Ministro da Fazenda debate aspectos econômicos da redução da jornada 6x1 (PEC 221/19) - 12/5/26
Contexto
Esta audiência pública, realizada em 12 de maio de 2026 pela Comissão Especial da Câmara dos Deputados, debateu os aspectos econômicos da PEC 221/19, que propõe o fim da escala de trabalho 6x1. O debate contou com a participação do Ministro da Fazenda, Dário Durigan, além de representantes do IPEA, da Fecomércio-SP e da Unicamp. O tom geral foi de busca por um equilíbrio entre a demanda social por qualidade de vida e a viabilidade econômica para as empresas.
Pontos Principais
- Perfil do Trabalhador: Felipe Vela (IPEA) destacou que trabalhadores em jornadas superiores a 40 horas semanais acumulam desvantagens, como menor escolaridade e salários mais baixos.
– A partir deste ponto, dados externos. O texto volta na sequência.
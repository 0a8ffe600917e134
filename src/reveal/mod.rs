//! Reveal sessions.
//!
//! The state machine owns a purchase's presentation phase. Presentation
//! only ever reads the broadcast events.

pub mod events;
pub mod machine;

pub use events::RevealEvent;
pub use machine::{RevealError, RevealPhase, RevealStateMachine};
//! Payment settlement.
//!
//! ```text
//!   SettlementPoller::start
//!        │
//!        ├── status task ──── every poll_interval ───▶ PaymentGateway
//!        │                                               │
//!        │                          approved + draw / expired / cancelled
//!        │                                               ▼
//!        ├── countdown task ── remaining ──▶ watch   terminate() ──▶ oneshot outcome
//!        │         │                                     ▲
//!        │         └── deadline reached ─────────────────┘
//!        │
//!        └── PollerCancel::cancel() ── terminate(no outcome) + abort
//! ```

pub mod poller;

pub use poller::{ExpiryReason, PollerCancel, PollerConfig, SettlementOutcome, SettlementPoller};
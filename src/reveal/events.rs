//! Reveal events broadcast to presentation.

use serde::{Serialize, Deserialize};
use uuid::Uuid;

use crate::purchase::types::DrawResult;
use crate::reveal::machine::RevealPhase;

/// Event emitted by a reveal session.
#[derive(Debug, Clone, PartialEq, Eq, Serialize, Deserialize)]
#[serde(tag = "type", rename_all = "snake_case")]
pub enum RevealEvent {
    /// Phase moved.
    PhaseChanged {
        /// Session.
        session_id: Uuid,
        /// Previous phase.
        from: RevealPhase,
        /// New phase.
        to: RevealPhase,
    },
    /// Item revealed. Emitted once per session.
    Revealed {
        /// Session.
        session_id: Uuid,
        /// Draw shown to the user.
        draw: DrawResult,
    },
}

impl RevealEvent {
    /// Session the event belongs to.
    pub fn session_id(&self) -> Uuid {
        match self {
            Self::PhaseChanged { session_id, .. } | Self::Revealed { session_id, .. } => *session_id,
        }
    }
}
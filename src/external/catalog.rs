//! Catalog Interface
//!
//! Supplies, per box, its price and ordered probability table.

use async_trait::async_trait;
use serde::{Serialize, Deserialize};

use crate::fairness::weights::WeightTable;
use crate::purchase::types::{Amount, BoxId};

/// Price and item table for one box.
#[derive(Clone, Debug, PartialEq, Eq, Serialize, Deserialize)]
pub struct BoxListing {
    /// Box identifier.
    pub box_id: BoxId,
    /// Current price.
    pub price: Amount,
    /// Ordered item weights.
    pub table: WeightTable,
}

/// Catalog failures.
#[derive(Debug, Clone, PartialEq, Eq, thiserror::Error)]
pub enum CatalogError {
    /// No such box.
    #[error("unknown box {0}")]
    UnknownBox(BoxId),

    /// Catalog backend failed.
    #[error("catalog unavailable: {0}")]
    Unavailable(String),
}

/// Read-only catalog source.
#[async_trait]
pub trait CatalogSource: Send + Sync {
    /// Listing for a box.
    async fn box_listing(&self, box_id: &BoxId) -> Result<BoxListing, CatalogError>;
}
A redução da jornada é apresentada como uma ferramenta para diminuir a desigualdade no mercado formal.
- Impacto nos Custos: Fábio Pina (Fecomércio-SP) argumentou que a redução da jornada impõe um custo adicional de aproximadamente R$ 160 bilhões anuais à folha de pagamento, o que, segundo ele, poderia pressionar preços ou gerar desemprego, especialmente em pequenas empresas.
- Produtividade e Experiência Internacional: O professor José Dário (Unicamp) refutou a ideia de que a redução da jornada causa colapso econômico, citando experiências internacionais onde a produtividade aumentou e o absenteísmo caiu após a implementação de jornadas reduzidas. Ele enfatizou que o crescimento econômico depende de múltiplos fatores macroeconômicos, não apenas da duração da jornada.
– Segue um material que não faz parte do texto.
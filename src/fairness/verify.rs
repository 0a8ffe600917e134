//! Draw Verification
//!
//! Recomputes a disclosed draw from its seeds and the box's weight table.
//! Any difference is an integrity failure and is reported as such; nothing
//! here ever "repairs" a draw.

use serde::{Serialize, Deserialize};

use crate::fairness::commitment::same_digest;
use crate::fairness::weights::{derive_item, WeightTable};
use crate::purchase::types::{DrawResult, ItemId, PaymentId};

/// Outcome of a successful verification.
#[derive(Clone, Debug, PartialEq, Eq, Serialize, Deserialize)]
pub struct VerifiedDraw {
    /// Payment the draw belongs to.
    pub payment_id: PaymentId,
    /// Commitment hash that was recomputed.
    pub commitment_hash: String,
    /// Re-derived table index.
    pub derived_index: usize,
    /// Re-derived item.
    pub item_id: ItemId,
}

/// Errors that can occur while verifying a draw.
#[derive(Debug, Clone, PartialEq, Eq)]
pub enum FairnessError {
    /// Server seed has not been disclosed yet.
    SeedNotDisclosed,

    /// Recomputed hash differs from the commitment.
    CommitmentMismatch {
        /// Committed hash.
        expected: String,
        /// Hash recomputed from the seeds.
        computed: String,
    },

    /// Draw hash differs from the hash published at payment creation.
    PreCommitmentMismatch {
        /// Hash published before the draw.
        published: String,
        /// Hash presented with the draw.
        presented: String,
    },

    /// Hash is not 64 hex characters.
    MalformedHash(String),

    /// Weight table has no items.
    EmptyTable,

    /// Weight table entry with zero weight.
    ZeroWeight(ItemId),

    /// Item listed twice in a weight table.
    DuplicateItem(ItemId),

    /// Claimed index differs from the re-derived index.
    IndexMismatch {
        /// Index claimed by the draw.
        claimed: usize,
        /// Index derived from the hash.
        derived: usize,
    },

    /// Claimed item differs from the item at the derived index.
    ItemMismatch {
        /// Item claimed by the draw.
        claimed: ItemId,
        /// Item derived from the hash.
        derived: ItemId,
    },
}

impl std::fmt::Display for FairnessError {
    fn fmt(&self, f: &mut std::fmt::Formatter<'_>) -> std::fmt::Result {
        match self {
            Self::SeedNotDisclosed => write!(f, "Server seed not disclosed"),
            Self::CommitmentMismatch { expected, computed } => {
                write!(f, "Commitment mismatch: expected {}, computed {}", expected, computed)
            }
            Self::PreCommitmentMismatch { published, presented } => {
                write!(f, "Pre-commitment mismatch: published {}, presented {}", published, presented)
            }
            Self::MalformedHash(hash) => write!(f, "Malformed hash: {:?}", hash),
            Self::EmptyTable => write!(f, "Weight table is empty"),
            Self::ZeroWeight(item) => write!(f, "Item {} has zero weight", item),
            Self::DuplicateItem(item) => write!(f, "Item {} listed twice", item),
            Self::IndexMismatch { claimed, derived } => {
                write!(f, "Index mismatch: claimed {}, derived {}", claimed, derived)
            }
            Self::ItemMismatch { claimed, derived } => {
                write!(f, "Item mismatch: claimed {}, derived {}", claimed, derived)
            }
        }
    }
}

impl std::error::Error for FairnessError {}

/// Verify a disclosed draw against its box's weight table.
///
/// Checks, in order: the server seed is disclosed, the hash recomputes,
/// the index re-derives, and the item at that index is the claimed item.
pub fn verify_draw(draw: &DrawResult, table: &WeightTable) -> Result<VerifiedDraw, FairnessError> {
    // 1. Seeds reproduce the committed hash
    draw.commitment.check()?;

    // 2. Hash selects the claimed index and item
    let (derived_index, derived_item) = derive_item(&draw.commitment.commitment_hash, table)?;

    if derived_index != draw.derived_index {
        return Err(FairnessError::IndexMismatch {
            claimed: draw.derived_index,
            derived: derived_index,
        });
    }

    if *derived_item != draw.item_id {
        return Err(FairnessError::ItemMismatch {
            claimed: draw.item_id.clone(),
            derived: derived_item.clone(),
        });
    }

    Ok(VerifiedDraw {
        payment_id: draw.payment_id.clone(),
        commitment_hash: draw.commitment.commitment_hash.to_ascii_lowercase(),
        derived_index,
        item_id: derived_item.clone(),
    })
}

/// Check a draw against the hash published when the payment was created.
///
/// When the server seed is already disclosed the hash is recomputed too.
pub fn check_pre_commitment(published: &str, draw: &DrawResult) -> Result<(), FairnessError> {
    if !same_digest(published, &draw.commitment.commitment_hash) {
        return Err(FairnessError::PreCommitmentMismatch {
            published: published.to_string(),
            presented: draw.commitment.commitment_hash.clone(),
        });
    }

    if draw.commitment.is_disclosed() {
        draw.commitment.check()?;
    }

    Ok(())
}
- Posicionamento do Governo: O Ministro Dário Durigan defendeu que o debate é geracional e que o governo busca um "ponto de equilíbrio". Ele ressaltou que a reforma tributária e outras políticas de produtividade são fundamentais para que a economia absorva essa transição sem prejuízos, descartando a necessidade de indenizações aos empregadores, uma vez que a hora de trabalho pertence ao trabalhador.
- Saúde e Custo Social: Deputados e representantes de movimentos sociais (como o VAT) destacaram o aumento exponencial de custos com saúde pública (SUS e Previdência) decorrentes de doenças ocupacionais, como burnout, causadas pela exaustão da escala 6x1.
Implicações
- Transição e Negociação: O relator, deputado Léo Prates, reforçou que o objetivo é construir um relatório que alcance os 308 votos necessários para aprovação, buscando um pacto que envolva linhas de crédito e qualificação profissional para empresas e trabalhadores.
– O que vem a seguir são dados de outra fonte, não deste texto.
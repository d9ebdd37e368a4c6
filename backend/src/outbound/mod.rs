//! Outbound adapters implementing domain ports for infrastructure.
//!
//! - **persistence**: PostgreSQL-backed repositories using Diesel.
//! - **memory**: a mutex-guarded in-process store implementing the same
//!   repository ports.
//!
//! Adapters translate between domain types and storage representations and
//! contain no business logic.

pub mod memory;
pub mod persistence;
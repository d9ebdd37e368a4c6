//! Shared fixtures for domain unit tests.

use std::sync::Arc;

use chrono::{DateTime, Local, TimeZone, Utc};
use mockable::Clock;

use super::{
    DataType, DataTypeDraft, DataTypeId, FieldDraft, FieldType, Frequency, UserId,
};

pub(crate) fn fixture_timestamp() -> DateTime<Utc> {
    Utc.with_ymd_and_hms(2024, 1, 15, 9, 30, 0)
        .single()
        .expect("valid fixture timestamp")
}

pub(crate) struct FixtureClock {
    pub(crate) utc_now: DateTime<Utc>,
}

impl Clock for FixtureClock {
    fn local(&self) -> DateTime<Local> {
        self.utc_now.with_timezone(&Local)
    }

    fn utc(&self) -> DateTime<Utc> {
        self.utc_now
    }
}

pub(crate) fn fixture_clock() -> Arc<dyn Clock> {
    Arc::new(FixtureClock {
        utc_now: fixture_timestamp(),
    })
}

pub(crate) fn field_draft(name: &str, field_type: FieldType, required: bool) -> FieldDraft {
    FieldDraft {
        id: None,
        name: name.to_owned(),
        field_type,
        required,
        options: Vec::new(),
        default_value: None,
    }
}

pub(crate) fn weight_draft() -> DataTypeDraft {
    DataTypeDraft {
        name: "Weight".to_owned(),
        description: Some("Morning weigh-in".to_owned()),
        frequency: Frequency::Daily,
        fields: vec![
            field_draft("kg", FieldType::Number, false),
            field_draft("note", FieldType::Text, false),
        ],
        color: None,
        icon: None,
    }
}

pub(crate) fn weight_data_type(owner: UserId) -> DataType {
    weight_draft()
        .validate()
        .expect("fixture draft is valid")
        .into_data_type(DataTypeId::random(), owner, fixture_timestamp(), fixture_timestamp())
}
- Foco na Produtividade: Há um consenso emergente de que o Brasil precisa superar o modelo de baixa produtividade. O governo sinaliza que a redução da jornada deve ser acompanhada por investimentos em tecnologia, infraestrutura e desburocratização.
- Próximos Passos: A comissão continuará a série de audiências públicas em diferentes estados (São Paulo, Rio Grande do Sul e Maranhão) para aprofundar o debate sobre impactos sociais e setoriais antes da apresentação do relatório final.